▶ **WORK REQUEST**
Report all lines in the records that hold the string "Copy".

[MATERIAL PROVIDED Boundary: Start]

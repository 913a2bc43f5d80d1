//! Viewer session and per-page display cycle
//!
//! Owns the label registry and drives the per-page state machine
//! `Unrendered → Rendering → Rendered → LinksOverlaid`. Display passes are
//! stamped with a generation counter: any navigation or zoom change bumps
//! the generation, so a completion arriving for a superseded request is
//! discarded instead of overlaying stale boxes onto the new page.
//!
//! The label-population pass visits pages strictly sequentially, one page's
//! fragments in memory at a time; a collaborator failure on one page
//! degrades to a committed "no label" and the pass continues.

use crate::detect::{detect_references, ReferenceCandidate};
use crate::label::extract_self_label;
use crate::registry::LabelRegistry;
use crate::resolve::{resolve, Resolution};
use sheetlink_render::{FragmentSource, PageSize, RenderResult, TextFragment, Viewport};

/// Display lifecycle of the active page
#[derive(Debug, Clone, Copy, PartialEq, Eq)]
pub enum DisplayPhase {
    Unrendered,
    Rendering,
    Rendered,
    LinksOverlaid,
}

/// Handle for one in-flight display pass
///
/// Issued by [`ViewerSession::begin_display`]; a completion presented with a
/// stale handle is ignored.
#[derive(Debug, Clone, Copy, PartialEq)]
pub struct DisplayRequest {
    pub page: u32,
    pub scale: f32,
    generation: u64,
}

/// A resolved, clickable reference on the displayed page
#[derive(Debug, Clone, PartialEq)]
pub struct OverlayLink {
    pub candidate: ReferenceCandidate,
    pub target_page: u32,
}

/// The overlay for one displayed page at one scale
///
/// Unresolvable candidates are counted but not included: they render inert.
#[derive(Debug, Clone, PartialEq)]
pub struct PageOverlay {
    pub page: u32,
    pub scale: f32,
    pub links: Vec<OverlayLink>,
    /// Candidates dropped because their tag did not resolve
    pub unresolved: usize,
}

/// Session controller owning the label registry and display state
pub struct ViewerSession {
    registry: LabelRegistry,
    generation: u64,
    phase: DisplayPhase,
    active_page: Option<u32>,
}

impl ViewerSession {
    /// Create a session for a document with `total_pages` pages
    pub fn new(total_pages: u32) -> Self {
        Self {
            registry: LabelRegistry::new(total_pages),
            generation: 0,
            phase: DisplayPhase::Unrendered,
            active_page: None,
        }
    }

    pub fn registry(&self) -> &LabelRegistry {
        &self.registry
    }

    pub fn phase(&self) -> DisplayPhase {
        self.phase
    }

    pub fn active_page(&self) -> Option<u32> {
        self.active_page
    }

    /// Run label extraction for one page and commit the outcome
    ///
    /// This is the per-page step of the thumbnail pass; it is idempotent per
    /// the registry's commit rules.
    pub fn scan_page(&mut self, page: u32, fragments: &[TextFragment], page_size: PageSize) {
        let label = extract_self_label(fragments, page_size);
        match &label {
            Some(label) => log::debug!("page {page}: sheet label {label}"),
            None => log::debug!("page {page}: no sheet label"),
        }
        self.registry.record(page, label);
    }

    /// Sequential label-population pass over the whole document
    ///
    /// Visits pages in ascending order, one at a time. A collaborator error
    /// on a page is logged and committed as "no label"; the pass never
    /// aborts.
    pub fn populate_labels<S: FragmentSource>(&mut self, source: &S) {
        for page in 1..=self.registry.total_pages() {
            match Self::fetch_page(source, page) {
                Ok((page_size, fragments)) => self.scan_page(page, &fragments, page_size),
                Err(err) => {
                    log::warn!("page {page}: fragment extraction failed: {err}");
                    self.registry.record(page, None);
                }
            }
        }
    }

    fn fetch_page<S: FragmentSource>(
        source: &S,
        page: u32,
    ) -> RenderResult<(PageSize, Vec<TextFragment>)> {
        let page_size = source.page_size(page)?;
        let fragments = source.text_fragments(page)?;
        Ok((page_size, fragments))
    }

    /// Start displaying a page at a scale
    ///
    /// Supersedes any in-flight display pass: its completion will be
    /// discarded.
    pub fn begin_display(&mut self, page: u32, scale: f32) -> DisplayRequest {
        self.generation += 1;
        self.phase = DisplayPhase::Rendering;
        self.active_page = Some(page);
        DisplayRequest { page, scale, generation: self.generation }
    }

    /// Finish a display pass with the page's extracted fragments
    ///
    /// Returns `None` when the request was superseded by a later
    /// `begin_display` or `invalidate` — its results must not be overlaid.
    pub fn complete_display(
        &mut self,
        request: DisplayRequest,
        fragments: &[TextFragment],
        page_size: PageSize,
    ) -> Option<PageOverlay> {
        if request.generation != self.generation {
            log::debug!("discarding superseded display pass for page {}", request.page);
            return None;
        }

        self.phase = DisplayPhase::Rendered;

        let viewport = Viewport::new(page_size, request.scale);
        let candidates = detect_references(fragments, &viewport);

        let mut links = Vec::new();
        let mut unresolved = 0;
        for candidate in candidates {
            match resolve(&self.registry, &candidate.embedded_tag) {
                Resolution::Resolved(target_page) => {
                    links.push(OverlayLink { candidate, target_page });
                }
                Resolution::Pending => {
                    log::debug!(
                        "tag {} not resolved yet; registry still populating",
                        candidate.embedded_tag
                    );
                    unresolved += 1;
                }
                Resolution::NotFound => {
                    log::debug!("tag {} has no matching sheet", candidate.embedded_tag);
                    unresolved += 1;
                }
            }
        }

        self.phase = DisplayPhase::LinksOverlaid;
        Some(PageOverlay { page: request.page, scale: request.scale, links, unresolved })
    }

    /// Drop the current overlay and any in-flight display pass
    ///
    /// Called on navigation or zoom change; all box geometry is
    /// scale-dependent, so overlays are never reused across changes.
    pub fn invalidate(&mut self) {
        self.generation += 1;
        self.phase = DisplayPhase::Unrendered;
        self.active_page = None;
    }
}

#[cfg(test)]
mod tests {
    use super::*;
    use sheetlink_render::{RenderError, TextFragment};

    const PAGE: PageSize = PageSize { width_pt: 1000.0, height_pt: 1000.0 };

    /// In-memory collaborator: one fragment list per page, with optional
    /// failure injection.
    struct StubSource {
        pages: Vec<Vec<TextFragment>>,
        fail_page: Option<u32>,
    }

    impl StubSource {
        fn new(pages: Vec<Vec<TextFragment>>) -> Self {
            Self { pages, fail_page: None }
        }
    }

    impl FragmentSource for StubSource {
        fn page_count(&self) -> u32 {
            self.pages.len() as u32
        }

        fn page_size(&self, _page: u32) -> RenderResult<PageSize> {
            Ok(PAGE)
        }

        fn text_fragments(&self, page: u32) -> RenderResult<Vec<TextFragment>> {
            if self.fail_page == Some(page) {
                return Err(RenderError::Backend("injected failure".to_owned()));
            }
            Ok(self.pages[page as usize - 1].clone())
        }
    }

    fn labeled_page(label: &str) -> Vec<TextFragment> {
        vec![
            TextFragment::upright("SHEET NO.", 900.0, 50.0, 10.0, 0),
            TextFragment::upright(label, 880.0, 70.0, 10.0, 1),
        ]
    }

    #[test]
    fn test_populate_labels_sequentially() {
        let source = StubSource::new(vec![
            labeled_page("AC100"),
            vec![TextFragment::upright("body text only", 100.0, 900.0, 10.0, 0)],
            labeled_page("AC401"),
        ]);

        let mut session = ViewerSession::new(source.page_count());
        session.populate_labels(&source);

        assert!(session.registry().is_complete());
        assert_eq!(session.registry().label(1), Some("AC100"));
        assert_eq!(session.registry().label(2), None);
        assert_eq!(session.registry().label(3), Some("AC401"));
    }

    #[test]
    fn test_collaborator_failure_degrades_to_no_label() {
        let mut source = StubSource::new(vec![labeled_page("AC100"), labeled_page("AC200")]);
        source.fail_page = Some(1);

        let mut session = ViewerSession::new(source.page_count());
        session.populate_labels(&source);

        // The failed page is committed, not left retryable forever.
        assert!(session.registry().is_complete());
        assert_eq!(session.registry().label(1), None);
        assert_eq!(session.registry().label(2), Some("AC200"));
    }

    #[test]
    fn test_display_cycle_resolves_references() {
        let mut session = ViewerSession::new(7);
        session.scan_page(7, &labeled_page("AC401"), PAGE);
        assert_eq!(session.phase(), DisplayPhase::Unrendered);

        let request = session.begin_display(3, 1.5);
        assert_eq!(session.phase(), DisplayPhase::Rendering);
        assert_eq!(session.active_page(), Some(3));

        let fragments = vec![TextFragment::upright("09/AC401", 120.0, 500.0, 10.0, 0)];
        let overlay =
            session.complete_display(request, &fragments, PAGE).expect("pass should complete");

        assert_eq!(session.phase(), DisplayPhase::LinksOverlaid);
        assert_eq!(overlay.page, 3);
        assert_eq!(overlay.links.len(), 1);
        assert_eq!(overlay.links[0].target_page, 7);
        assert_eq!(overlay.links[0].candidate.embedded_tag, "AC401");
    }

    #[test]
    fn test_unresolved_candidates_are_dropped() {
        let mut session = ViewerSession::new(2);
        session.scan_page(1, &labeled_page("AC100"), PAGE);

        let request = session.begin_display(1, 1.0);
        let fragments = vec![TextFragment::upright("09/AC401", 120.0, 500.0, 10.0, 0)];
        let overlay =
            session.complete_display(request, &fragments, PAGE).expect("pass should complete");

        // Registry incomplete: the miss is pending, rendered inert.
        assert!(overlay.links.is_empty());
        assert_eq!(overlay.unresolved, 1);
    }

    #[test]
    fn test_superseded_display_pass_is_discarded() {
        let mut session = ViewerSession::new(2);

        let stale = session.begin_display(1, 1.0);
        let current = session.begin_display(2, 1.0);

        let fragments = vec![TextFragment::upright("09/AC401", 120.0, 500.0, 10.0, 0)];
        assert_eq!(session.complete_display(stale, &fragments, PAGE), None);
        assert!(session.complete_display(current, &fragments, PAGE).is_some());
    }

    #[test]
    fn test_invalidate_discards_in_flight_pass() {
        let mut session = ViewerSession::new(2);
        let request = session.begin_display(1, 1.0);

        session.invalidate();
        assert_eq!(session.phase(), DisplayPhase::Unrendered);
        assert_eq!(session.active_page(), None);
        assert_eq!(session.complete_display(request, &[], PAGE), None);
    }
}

[MATERIAL PROVIDED Boundary: End]

▶ **FINISHED EXERCISE**
#[derive(Debug, Clone, Copy, PartialEq, Eq)]
#[derive(Debug, Clone, Copy, PartialEq)]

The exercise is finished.